---------- Supplied data ----------
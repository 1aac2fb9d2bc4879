mod collect;
mod parse;
mod store;

pub use collect::{load_entry_store, store_from_json};
pub use store::{Entry, EntryStore, KeywordFrequencies, TagField};
use std::collections::HashMap;

use crate::bib::KeywordFrequencies;

#[derive(Clone, Copy, Debug, PartialEq)]
pub struct GraphThresholds {
    pub min_keyword_frequency: usize,
    pub min_edge_weight: f64,
}

impl Default for GraphThresholds {
    fn default() -> Self {
        Self {
            min_keyword_frequency: 1,
            min_edge_weight: 0.7,
        }
    }
}

#[derive(Clone, Debug, PartialEq)]
pub struct KeywordNode {
    pub id: String,
    pub frequency: usize,
    pub relative_importance: f64,
}

/// Undirected link; `source` always sorts before `target`.
#[derive(Clone, Debug, PartialEq)]
pub struct KeywordLink {
    pub source: String,
    pub target: String,
    pub weight: f64,
    pub importance: f64,
}

#[derive(Clone, Debug, Default, PartialEq)]
pub struct KeywordGraph {
    pub nodes: Vec<KeywordNode>,
    pub links: Vec<KeywordLink>,
}

impl KeywordGraph {
    pub fn is_empty(&self) -> bool {
        self.nodes.is_empty()
    }
}

type CoOccurrence<'a> = HashMap<&'a str, HashMap<&'a str, usize>>;

fn count_co_occurrence<'a, I>(documents: I) -> (CoOccurrence<'a>, usize)
where
    I: IntoIterator<Item = &'a [String]>,
{
    let mut co_occurrence: CoOccurrence<'a> = HashMap::new();
    let mut document_count = 0usize;

    for keywords in documents {
        document_count += 1;
        for keyword_a in keywords {
            let row = co_occurrence.entry(keyword_a.as_str()).or_default();
            for keyword_b in keywords {
                *row.entry(keyword_b.as_str()).or_insert(0) += 1;
            }
        }
    }

    (co_occurrence, document_count)
}

fn ratio(numerator: f64, denominator: f64) -> f64 {
    if denominator > 0.0 {
        numerator / denominator
    } else {
        0.0
    }
}

/// Derives the keyword co-occurrence graph of the given documents.
///
/// `documents` yields the keyword list of every filtered entry; `frequencies`
/// is the keyword frequency table over the same collection. The weight of a
/// link is normalized by the frequency of its lexicographically smaller
/// keyword only, so `weight(A, B)` is not `weight(B, A)` in general.
pub fn compute_graph<'a, I>(
    documents: I,
    frequencies: &KeywordFrequencies,
    thresholds: GraphThresholds,
) -> KeywordGraph
where
    I: IntoIterator<Item = &'a [String]>,
{
    let (co_occurrence, document_count) = count_co_occurrence(documents);

    let survivors = frequencies
        .iter()
        .filter(|&(_, &frequency)| frequency >= thresholds.min_keyword_frequency.max(1))
        .map(|(keyword, &frequency)| (keyword.as_str(), frequency))
        .collect::<Vec<_>>();

    let mut links = Vec::new();
    for (index, &(source, source_frequency)) in survivors.iter().enumerate() {
        let row = co_occurrence.get(source);
        // Survivors come out of a BTreeMap, so every later entry sorts after `source`.
        for &(target, target_frequency) in &survivors[index + 1..] {
            let shared = row.and_then(|row| row.get(target)).copied().unwrap_or(0);
            let weight = ratio(shared as f64, source_frequency as f64);
            if weight > thresholds.min_edge_weight {
                let low = source_frequency.min(target_frequency) as f64;
                let high = source_frequency.max(target_frequency) as f64;
                links.push(KeywordLink {
                    source: source.to_owned(),
                    target: target.to_owned(),
                    weight,
                    importance: ratio(low, high),
                });
            }
        }
    }

    let mut neighbor_frequency = HashMap::<&str, usize>::new();
    for link in &links {
        let target_frequency = frequencies.get(&link.target).copied().unwrap_or(0);
        *neighbor_frequency.entry(link.source.as_str()).or_insert(0) += target_frequency;
    }

    let nodes = survivors
        .iter()
        .map(|&(keyword, frequency)| {
            let frequency_value = frequency as f64;
            let neighborhood = neighbor_frequency.get(keyword).copied().unwrap_or(0) as f64;
            let prevalence = ratio(frequency_value, document_count as f64).sqrt();
            let dominance = ratio(frequency_value, frequency_value.max(neighborhood)).sqrt();
            KeywordNode {
                id: keyword.to_owned(),
                frequency,
                relative_importance: prevalence * dominance,
            }
        })
        .collect::<Vec<_>>();

    tracing::debug!(
        documents = document_count,
        nodes = nodes.len(),
        links = links.len(),
        min_keyword_frequency = thresholds.min_keyword_frequency,
        min_edge_weight = thresholds.min_edge_weight,
        "computed keyword graph"
    );

    KeywordGraph { nodes, links }
}

/// A [`KeywordGraph`] bound to node indices.
#[derive(Clone, Debug, Default)]
pub struct IndexedGraph {
    pub graph: KeywordGraph,
    pub index_by_id: HashMap<String, usize>,
    pub endpoints: Vec<(usize, usize)>,
    pub adjacent_links: Vec<Vec<usize>>,
}

impl IndexedGraph {
    /// Links naming a keyword that is not a node are dropped, so `endpoints`
    /// lines up with `graph.links`.
    pub fn new(mut graph: KeywordGraph) -> Self {
        let index_by_id = graph
            .nodes
            .iter()
            .enumerate()
            .map(|(index, node)| (node.id.clone(), index))
            .collect::<HashMap<_, _>>();

        let mut links = Vec::with_capacity(graph.links.len());
        let mut endpoints = Vec::with_capacity(graph.links.len());
        let mut adjacent_links = vec![Vec::new(); graph.nodes.len()];
        for link in std::mem::take(&mut graph.links) {
            let (Some(&source), Some(&target)) =
                (index_by_id.get(&link.source), index_by_id.get(&link.target))
            else {
                tracing::warn!(
                    source = %link.source,
                    target = %link.target,
                    "dropping link to unknown keyword"
                );
                continue;
            };
            adjacent_links[source].push(links.len());
            adjacent_links[target].push(links.len());
            endpoints.push((source, target));
            links.push(link);
        }
        graph.links = links;
        debug_assert_eq!(endpoints.len(), graph.links.len());

        Self {
            graph,
            index_by_id,
            endpoints,
            adjacent_links,
        }
    }

    pub fn node_count(&self) -> usize {
        self.graph.nodes.len()
    }

    pub fn link_count(&self) -> usize {
        self.graph.links.len()
    }

    pub fn node(&self, index: usize) -> Option<&KeywordNode> {
        self.graph.nodes.get(index)
    }
}

#[cfg(test)]
mod tests {
    use super::*;

    fn docs(raw: &[&[&str]]) -> Vec<Vec<String>> {
        raw.iter()
            .map(|keywords| keywords.iter().map(|keyword| (*keyword).to_owned()).collect())
            .collect()
    }

    fn frequencies(pairs: &[(&str, usize)]) -> KeywordFrequencies {
        pairs
            .iter()
            .map(|(keyword, count)| ((*keyword).to_owned(), *count))
            .collect()
    }

    fn build(
        documents: &[Vec<String>],
        table: &KeywordFrequencies,
        min_edge_weight: f64,
    ) -> KeywordGraph {
        compute_graph(
            documents.iter().map(Vec::as_slice),
            table,
            GraphThresholds {
                min_keyword_frequency: 1,
                min_edge_weight,
            },
        )
    }

    #[test]
    fn two_document_scenario() {
        let documents = docs(&[&["A", "B"], &["A", "C"]]);
        let table = frequencies(&[("A", 2), ("B", 1), ("C", 1)]);
        let graph = build(&documents, &table, 0.1);

        let ids = graph.nodes.iter().map(|node| node.id.as_str()).collect::<Vec<_>>();
        assert_eq!(ids, vec!["A", "B", "C"]);
        assert_eq!(graph.links.len(), 2);
        for (link, target) in graph.links.iter().zip(["B", "C"]) {
            assert_eq!(link.source, "A");
            assert_eq!(link.target, target);
            assert_eq!(link.weight, 0.5);
            assert_eq!(link.importance, 0.5);
        }
    }

    #[test]
    fn high_threshold_drops_every_link() {
        let documents = docs(&[&["A", "B"], &["A", "C"]]);
        let table = frequencies(&[("A", 2), ("B", 1), ("C", 1)]);
        let graph = build(&documents, &table, 0.9);
        assert_eq!(graph.nodes.len(), 3);
        assert!(graph.links.is_empty());
    }

    #[test]
    fn threshold_is_strict() {
        let documents = docs(&[&["A", "B"], &["A"]]);
        let table = frequencies(&[("A", 2), ("B", 1)]);
        assert!(build(&documents, &table, 0.5).links.is_empty());
        assert_eq!(build(&documents, &table, 0.49).links.len(), 1);
    }

    #[test]
    fn weight_is_normalized_by_smaller_id() {
        // "B" sorts after "A", so the weight uses frequency(A) = 1.
        let documents = docs(&[&["A", "B"], &["B"], &["B"]]);
        let table = frequencies(&[("A", 1), ("B", 3)]);
        let graph = build(&documents, &table, 0.7);
        assert_eq!(graph.links.len(), 1);
        assert_eq!(graph.links[0].weight, 1.0);
        assert!((graph.links[0].importance - 1.0 / 3.0).abs() < 1e-12);
    }

    #[test]
    fn relative_importance_counts_source_side_only() {
        let documents = docs(&[&["A", "B"], &["A", "C"]]);
        let table = frequencies(&[("A", 2), ("B", 1), ("C", 1)]);
        let graph = build(&documents, &table, 0.1);

        // A: neighbors B and C sum to 2, so dominance is sqrt(2 / 2).
        let a = &graph.nodes[0];
        assert!((a.relative_importance - (2.0_f64 / 2.0).sqrt()).abs() < 1e-12);
        // B is only ever a target: sqrt(1 / 2) * 1.
        let b = &graph.nodes[1];
        assert!((b.relative_importance - 0.5_f64.sqrt()).abs() < 1e-12);
    }

    #[test]
    fn zero_documents_give_zero_importance() {
        let table = frequencies(&[("A", 2), ("B", 1)]);
        let graph = build(&[], &table, 0.0);
        assert_eq!(graph.nodes.len(), 2);
        for node in &graph.nodes {
            assert_eq!(node.relative_importance, 0.0);
        }
        assert!(graph.links.is_empty());
    }

    #[test]
    fn minimum_frequency_filters_nodes() {
        let documents = docs(&[&["A", "B"], &["A"]]);
        let table = frequencies(&[("A", 2), ("B", 1), ("Z", 0)]);
        let graph = compute_graph(
            documents.iter().map(Vec::as_slice),
            &table,
            GraphThresholds {
                min_keyword_frequency: 2,
                min_edge_weight: 0.0,
            },
        );
        assert_eq!(graph.nodes.len(), 1);
        assert_eq!(graph.nodes[0].id, "A");

        let unfiltered = build(&documents, &table, 0.0);
        assert!(unfiltered.nodes.iter().all(|node| node.frequency >= 1));
    }

    #[test]
    fn document_without_keywords_contributes_nothing() {
        let documents = docs(&[&[], &["A"]]);
        let table = frequencies(&[("A", 1)]);
        let graph = build(&documents, &table, 0.0);
        assert_eq!(graph.nodes.len(), 1);
        // Two documents counted, so prevalence is sqrt(1 / 2).
        assert!((graph.nodes[0].relative_importance - 0.5_f64.sqrt()).abs() < 1e-12);
    }

    #[test]
    fn indexed_graph_binds_endpoints() {
        let documents = docs(&[&["A", "B"], &["A", "C"]]);
        let table = frequencies(&[("A", 2), ("B", 1), ("C", 1)]);
        let indexed = IndexedGraph::new(build(&documents, &table, 0.1));
        assert_eq!(indexed.endpoints, vec![(0, 1), (0, 2)]);
        assert_eq!(indexed.adjacent_links[0], vec![0, 1]);
        assert_eq!(indexed.adjacent_links[1], vec![0]);
        assert_eq!(indexed.index_by_id["C"], 2);
    }

    #[test]
    fn indexed_graph_drops_dangling_links() {
        let documents = docs(&[&["A", "B"], &["A", "C"]]);
        let table = frequencies(&[("A", 2), ("B", 1), ("C", 1)]);
        let mut graph = build(&documents, &table, 0.1);
        graph.links.insert(
            0,
            KeywordLink {
                source: "A".to_owned(),
                target: "missing".to_owned(),
                weight: 1.0,
                importance: 1.0,
            },
        );

        let indexed = IndexedGraph::new(graph);
        assert_eq!(indexed.link_count(), 2);
        assert_eq!(indexed.endpoints.len(), indexed.link_count());
        assert_eq!(indexed.endpoints, vec![(0, 1), (0, 2)]);
        assert_eq!(indexed.graph.links[0].target, "B");
        assert_eq!(indexed.adjacent_links[0], vec![0, 1]);
    }
}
----------
* Work instruction
Return every line of the listing that has the word "KeywordLink" in it.

* Final answer
pub struct KeywordLink {
    pub links: Vec<KeywordLink>,
                links.push(KeywordLink {
            KeywordLink {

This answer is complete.